Celery & Flower
What is Celery¶
Celery is a pure-Python implementation of what Dask calls bags or Prefect calls tasks and flows. It is designed to coordinate data among machines and processes using brokers like Redis, RabbitMQ, and Amazon SQS. It can also store the results of code directly to a backend you're probably already using such as AWS S3, Azure Blob, Elasticsearch, various databases, and plain files.
It's a relatively simple framework compared to Dask or Apache Beam since it only
requires Python to work. Like Dask, it has a scheduler helping work get passed to workers
that actually run the code. Like Prefect, it's generally embedded into your own
codebase using the @task
decorator above your functions.
What is Flower¶
right click and "open in new tab"
Flower is a companion project for Celery to provide a GUI for the scheduler similar to what we saw with Dask and Prefect (albeit not as pretty).
Getting started with Celery: the Canvas API¶
Celery calls its main workflow API canvas.
The use guide does a good job kick-starting understanding but here is a quick summary of the ideas:
-
The Celery App is a long-running process that essentially starts the scheduler server. Here we'll call this run time Python object
app
. -
Individual Python functions are made into Celery Tasks by registering them with a decorator above the function declaration like
@app.task
-
Chains are when there's a sequential series of steps you'd like placed together. These steps can fork & recombine, represent a parallel computation (via Groups), an individual Task, etc. Each part of the chain can get all, some, or none of the output created by previous steps.
-
Groups are for when there's multiple Tasks, Chains, other groups, etc. that aren't dependent on each other that you'd like to execute in parallel.
That's it!. There's more to the API but the vast majority of working with Celery is arranging Tasks into a Directed Acyclic Graph (DAG) via Chains and Groups.
Tips for working with the Celery¶
-
Check out the Tips and Best Practices section of the documentation.
-
Celery Tasks can't call Celery Tasks. They can't be "nested"
-
Default behavior is for Celery tasks to have preset timeouts It's worth taking time to understand how to adjust timeouts for tasks.
-
When using Chains, if a previous Task produces an output then the following Task will be passed that as in input. This isn't a bad thing but makes it tricky to craft your function declarations without doing some guess-and-check to determine exactly what gets passed between functions.
-
Think of inter-task communication like a webpage calling back to a server. When using the default JSON serializer, it's important to realize that integers like 1 will arrive as the string "1". Also, Python objects like a Pandas Dataframe need to be converted to something that can be serialized into a string value in JSON.
-
Unlike Dask or Apache Beam that help minimize the possibility of race conditions, be very careful when using Celery to work with a database or other "source of truth" shared by Tasks executing in parallel via a Group.
-
Make sure the Celery Application "sees" your tasks.
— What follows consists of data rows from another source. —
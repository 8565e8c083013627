//! Diesel table definitions for the PostgreSQL schema.
//!
//! These definitions must match `migrations/` exactly. Regenerate with
//! `diesel print-schema` when a migration changes the table.

diesel::table! {
    /// Registered accounts.
    ///
    /// Email uniqueness is checked by the authentication service, not by a
    /// database constraint.
    users (id) {
        /// Sequential primary key, starting at 1.
        id -> Int8,
        /// Login email, stored trimmed.
        email -> Varchar,
        /// Salted credential in `salt.digest` hex form.
        credential -> Varchar,
        /// Whether the account passes the admin gate.
        admin -> Bool,
        /// Record creation timestamp.
        created_at -> Timestamptz,
    }
}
The first step is to add anywhere you've declared tasks with the
@app.task
decorated to the App'sinclude
Including tasks with the Celery App
from avengercon.celery import celery_server
@celery_server.task(name="tasks.hello_avengercon", ignore_result=False)
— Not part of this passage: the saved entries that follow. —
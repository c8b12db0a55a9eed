//! Prediction result types.
//!
//! Represents the output of the multi-label disease predictor.

use std::collections::{BTreeMap, BTreeSet};

use serde::{Deserialize, Serialize};

use crate::{Result, VitalError};

/// Probability cutoff at or above which a disease counts as predicted.
#[derive(Debug, Clone, Copy, PartialEq, PartialOrd, Serialize, Deserialize)]
pub struct DecisionThreshold(f64);

impl DecisionThreshold {
    pub const DEFAULT: Self = Self(0.5);

    /// # Errors
    /// Returns `ConfigError` unless `value` is finite and in `[0, 1]`.
    pub fn new(value: f64) -> Result<Self> {
        if value.is_finite() && (0.0..=1.0).contains(&value) {
            Ok(Self(value))
        } else {
            Err(VitalError::Config(format!(
                "Decision threshold {value} must lie in [0, 1]"
            )))
        }
    }

    #[must_use]
    pub fn value(self) -> f64 {
        self.0
    }
}

impl Default for DecisionThreshold {
    fn default() -> Self {
        Self::DEFAULT
    }
}

impl std::fmt::Display for DecisionThreshold {
    fn fmt(&self, f: &mut std::fmt::Formatter<'_>) -> std::fmt::Result {
        write!(f, "{:.2}", self.0)
    }
}

/// Risk band for a single disease probability.
#[derive(Debug, Clone, Copy, PartialEq, Eq, PartialOrd, Ord, Serialize, Deserialize)]
pub enum RiskLevel {
    /// No significant indicators
    Low,
    /// Follow-up recommended
    Moderate,
    /// Consultation advised
    High,
}

impl RiskLevel {
    #[must_use]
    pub fn from_probability(probability: f64) -> Self {
        if probability < 0.3 {
            Self::Low
        } else if probability < 0.7 {
            Self::Moderate
        } else {
            Self::High
        }
    }

    /// Get a human-readable description.
    #[must_use]
    pub fn description(&self) -> &'static str {
        match self {
            Self::Low => "Low risk - No significant indicators",
            Self::Moderate => "Moderate risk - Follow-up recommended",
            Self::High => "High risk - Consultation advised",
        }
    }
}

impl std::fmt::Display for RiskLevel {
    fn fmt(&self, f: &mut std::fmt::Formatter<'_>) -> std::fmt::Result {
        match self {
            Self::Low => write!(f, "LOW"),
            Self::Moderate => write!(f, "MODERATE"),
            Self::High => write!(f, "HIGH"),
        }
    }
}

/// Per-disease probabilities plus the thresholded positive set.
///
/// An empty positive set means no disease was detected; it is not an error.
#[derive(Debug, Clone, PartialEq, Serialize, Deserialize)]
pub struct PredictionResult {
    probabilities: BTreeMap<String, f64>,
    positives: BTreeSet<String>,
    threshold: DecisionThreshold,
}

impl PredictionResult {
    /// Threshold a probability mapping.
    #[must_use]
    pub fn new(probabilities: BTreeMap<String, f64>, threshold: DecisionThreshold) -> Self {
        let positives = probabilities
            .iter()
            .filter(|(_, &p)| p >= threshold.value())
            .map(|(name, _)| name.clone())
            .collect();
        Self {
            probabilities,
            positives,
            threshold,
        }
    }

    /// Re-derive the positive set under a different threshold.
    #[must_use]
    pub fn with_threshold(&self, threshold: DecisionThreshold) -> Self {
        Self::new(self.probabilities.clone(), threshold)
    }

    #[must_use]
    pub fn probabilities(&self) -> &BTreeMap<String, f64> {
        &self.probabilities
    }

    #[must_use]
    pub fn probability(&self, disease: &str) -> Option<f64> {
        self.probabilities.get(disease).copied()
    }

    #[must_use]
    pub fn positives(&self) -> &BTreeSet<String> {
        &self.positives
    }

    #[must_use]
    pub fn is_positive(&self, disease: &str) -> bool {
        self.positives.contains(disease)
    }

    /// `true` when no disease reached the threshold.
    #[must_use]
    pub fn no_disease_detected(&self) -> bool {
        self.positives.is_empty()
    }

    #[must_use]
    pub fn threshold(&self) -> DecisionThreshold {
        self.threshold
    }

    #[must_use]
    pub fn risk_level(&self, disease: &str) -> Option<RiskLevel> {
        self.probability(disease).map(RiskLevel::from_probability)
    }

    /// Diseases sorted by descending probability, ties broken by name.
    #[must_use]
    pub fn ranked(&self) -> Vec<(&str, f64)> {
        let mut ranked: Vec<(&str, f64)> = self
            .probabilities
            .iter()
            .map(|(name, &p)| (name.as_str(), p))
            .collect();
        ranked.sort_by(|a, b| b.1.total_cmp(&a.1).then_with(|| a.0.cmp(b.0)));
        ranked
    }
}

#[cfg(test)]
mod tests {
    use super::*;

    fn probs() -> BTreeMap<String, f64> {
        [("Anemia", 0.81), ("Diabetes", 0.12), ("Hypertension", 0.5)]
            .into_iter()
            .map(|(k, v)| (k.to_string(), v))
            .collect()
    }

    #[test]
    fn test_threshold_is_inclusive() {
        let result = PredictionResult::new(probs(), DecisionThreshold::DEFAULT);
        assert!(result.is_positive("Anemia"));
        assert!(result.is_positive("Hypertension"));
        assert!(!result.is_positive("Diabetes"));
    }

    #[test]
    fn test_threshold_monotonicity() {
        let result = PredictionResult::new(probs(), DecisionThreshold::new(0.0).unwrap());
        let mut previous = result.positives().len();
        for step in 1..=20 {
            let t = DecisionThreshold::new(f64::from(step) / 20.0).unwrap();
            let size = result.with_threshold(t).positives().len();
            assert!(size <= previous);
            previous = size;
        }
    }

    #[test]
    fn test_empty_positive_set_is_valid() {
        let result = PredictionResult::new(probs(), DecisionThreshold::new(0.95).unwrap());
        assert!(result.no_disease_detected());
        assert_eq!(result.probabilities().len(), 3);
    }

    #[test]
    fn test_invalid_threshold() {
        assert!(DecisionThreshold::new(1.5).is_err());
        assert!(DecisionThreshold::new(-0.1).is_err());
        assert!(DecisionThreshold::new(f64::NAN).is_err());
    }

    #[test]
    fn test_risk_level_from_probability() {
        assert_eq!(RiskLevel::from_probability(0.1), RiskLevel::Low);
        assert_eq!(RiskLevel::from_probability(0.5), RiskLevel::Moderate);
        assert_eq!(RiskLevel::from_probability(0.9), RiskLevel::High);
    }

    #[test]
    fn test_ranked() {
        let result = PredictionResult::new(probs(), DecisionThreshold::DEFAULT);
        let names: Vec<&str> = result.ranked().into_iter().map(|(n, _)| n).collect();
        assert_eq!(names, vec!["Anemia", "Hypertension", "Diabetes"]);
    }
}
def hello_avengercon() -> str:
return "Hello, AvengerCon! <3 Celery"
include = [
"avengercon.celery.tasks",
]
from avengercon.celery import config
from celery import Celery
celery_server: Celery = Celery(main="avengercon")
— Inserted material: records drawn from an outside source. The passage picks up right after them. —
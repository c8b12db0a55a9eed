//! Ports layer: Trait definitions at the seams.
//!
//! Following Hexagonal Architecture, these traits separate the application
//! from concrete learning algorithms and storage backends.

mod bundle_store;
mod classifier;

pub use bundle_store::BundleStore;
pub use classifier::{check_training_shape, BinaryClassifier};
celery_server.config_from_object(obj=config, silent=False, force=True)
When starting the Celery App, you'll see the tasks listed in the logs
avengercon-celery | -------------- celery@1f7940b050a2 v5.3.6 (emerald-rush)
avengercon-celery | --- ***** -----
avengercon-celery | -- ******* ---- Linux-6.5.0-21-generic-x86_64-with-glibc2.36 2024-02-27 15:39:34
avengercon-celery | - *** --- * ---
avengercon-celery | - ** ---------- [config]
avengercon-celery | - ** ---------- .> app: avengercon:0x7f391a996250
avengercon-celery | - ** ---------- .> transport: redis://:**@redis:6379/0
avengercon-celery | - ** ---------- .> results: redis://:**@redis:6379/0
avengercon-celery | - *** --- * --- .> concurrency: 24 (prefork)
avengercon-celery | -- ******* ---- .> task events: OFF (enable -E to monitor tasks in this worker)
avengercon-celery | --- ***** -----
avengercon-celery | -------------- [queues]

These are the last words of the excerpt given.